Homeostatic maintenance of physiological functions is fundamental to organismal well-being. Disruption or imbalance in homeostasis results in functional disturbances at molecular, cellular, and tissue levels, leading to manifestation as physical and mental illnesses. Homeostatic imbalance is caused by a range of pathophysiological mechanisms, including disrupted reduction-oxidation reactions, inflammatory responses, metabolic disturbances, or failure in quality control of cellular proteins and organelles. However, the roles for the protein/organelle quality control in the regulation of behaviors, in particular of cognitive processes, had not been well documented, until recent reports finally supported this concept.
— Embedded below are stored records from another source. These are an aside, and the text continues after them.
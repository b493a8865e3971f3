//! Request context carrying the authenticated staff member.

use chrono::{DateTime, Utc};
use serde::{Deserialize, Serialize};
use uuid::Uuid;

use musicadrive_entity::user::UserRole;

/// Context for the current authenticated request.
///
/// Extracted by the API layer and passed into service methods so that
/// every operation knows *who* is acting.
#[derive(Debug, Clone, Serialize, Deserialize)]
pub struct RequestContext {
    /// The authenticated staff member's ID.
    pub user_id: Uuid,
    /// The staff member's role at the time the JWT was issued.
    pub role: UserRole,
    /// Display name (convenience field from JWT claims).
    pub name: String,
    /// IP address of the request origin.
    pub ip_address: String,
    /// When the request was received.
    pub request_time: DateTime<Utc>,
}

impl RequestContext {
    /// Creates a new request context.
    pub fn new(user_id: Uuid, role: UserRole, name: String, ip_address: String) -> Self {
        Self {
            user_id,
            role,
            name,
            ip_address,
            request_time: Utc::now(),
        }
    }

    /// Returns whether the current staff member is an admin.
    pub fn is_admin(&self) -> bool {
        self.role.is_admin()
    }
}
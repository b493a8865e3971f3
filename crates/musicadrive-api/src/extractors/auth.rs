//! `AuthUser` extractor — pulls the JWT from the Authorization header,
//! validates it, and injects the request context.

use axum::extract::FromRequestParts;
use axum::http::request::Parts;

use musicadrive_core::error::AppError;
use musicadrive_service::context::RequestContext;

use crate::error::ApiError;
use crate::state::AppState;

/// Extracted authenticated staff context available in handlers.
#[derive(Debug, Clone)]
pub struct AuthUser(pub RequestContext);

impl AuthUser {
    /// Returns the inner `RequestContext`.
    pub fn context(&self) -> &RequestContext {
        &self.0
    }
}

impl std::ops::Deref for AuthUser {
    type Target = RequestContext;
    fn deref(&self) -> &Self::Target {
        &self.0
    }
}

impl FromRequestParts<AppState> for AuthUser {
    type Rejection = ApiError;

    async fn from_request_parts(
        parts: &mut Parts,
        state: &AppState,
    ) -> Result<Self, Self::Rejection> {
        let auth_header = parts
            .headers
            .get("authorization")
            .and_then(|v| v.to_str().ok())
            .ok_or_else(|| AppError::authentication("Missing Authorization header"))?;

        let token = auth_header
            .strip_prefix("Bearer ")
            .ok_or_else(|| AppError::authentication("Invalid Authorization header format"))?;

        let claims = state.jwt_decoder.decode_access_token(token)?;

        let ip_address = parts
            .headers
            .get("x-forwarded-for")
            .and_then(|v| v.to_str().ok())
            .unwrap_or("unknown")
            .to_string();

        let ctx = RequestContext::new(claims.user_id(), claims.role, claims.name, ip_address);

        Ok(AuthUser(ctx))
    }
}

/// Like [`AuthUser`], but rejects non-admin staff up front.
#[derive(Debug, Clone)]
pub struct AdminUser(pub RequestContext);

impl std::ops::Deref for AdminUser {
    type Target = RequestContext;
    fn deref(&self) -> &Self::Target {
        &self.0
    }
}

impl FromRequestParts<AppState> for AdminUser {
    type Rejection = ApiError;

    async fn from_request_parts(
        parts: &mut Parts,
        state: &AppState,
    ) -> Result<Self, Self::Rejection> {
        let AuthUser(ctx) = AuthUser::from_request_parts(parts, state).await?;
        if !ctx.is_admin() {
            return Err(ApiError(AppError::authorization("Admin role required")));
        }
        Ok(AdminUser(ctx))
    }
}
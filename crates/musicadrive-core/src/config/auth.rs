//! Authentication configuration.

use serde::{Deserialize, Serialize};

/// Authentication and credential configuration.
#[derive(Debug, Clone, Serialize, Deserialize)]
pub struct AuthConfig {
    /// Secret key for JWT signing (HMAC-SHA256).
    #[serde(default = "default_jwt_secret")]
    pub jwt_secret: String,
    /// Access token TTL in minutes.
    #[serde(default = "default_access_ttl")]
    pub jwt_access_ttl_minutes: u64,
    /// Refresh token TTL in hours.
    #[serde(default = "default_refresh_ttl")]
    pub jwt_refresh_ttl_hours: u64,
    /// Minimum password length for staff accounts.
    #[serde(default = "default_password_min")]
    pub password_min_length: usize,
}

fn default_jwt_secret() -> String {
    "CHANGE_ME_IN_PRODUCTION".to_string()
}

fn default_access_ttl() -> u64 {
    15
}

fn default_refresh_ttl() -> u64 {
    24
}

fn default_password_min() -> usize {
    8
}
The frontline studies in neuroscience have revealed that synaptic components (e.g., synaptic proteins, organelles, neurotransmitters and their receptors) are selectively degraded by autophagy, a cellular recycling machinery implicated in surveillance and quality control of proteins and organelles responsible for the maintenance of cellular homeostasis. Apart from the canonical role of autophagy in supporting cell viability, synaptic autophagy appears to regulate synapse remodeling and plasticity. Consistently, emerging evidence suggests novel roles of autophagy in memory encoding, information processing, or cognitive functions. In this review, we overview recent progress in understanding the roles of neuronal autophagy in homeostatic maintenance of synaptic functions, with particular focus on how disruptions in these processes may contribute to the pathophysiology of psychiatric disorders.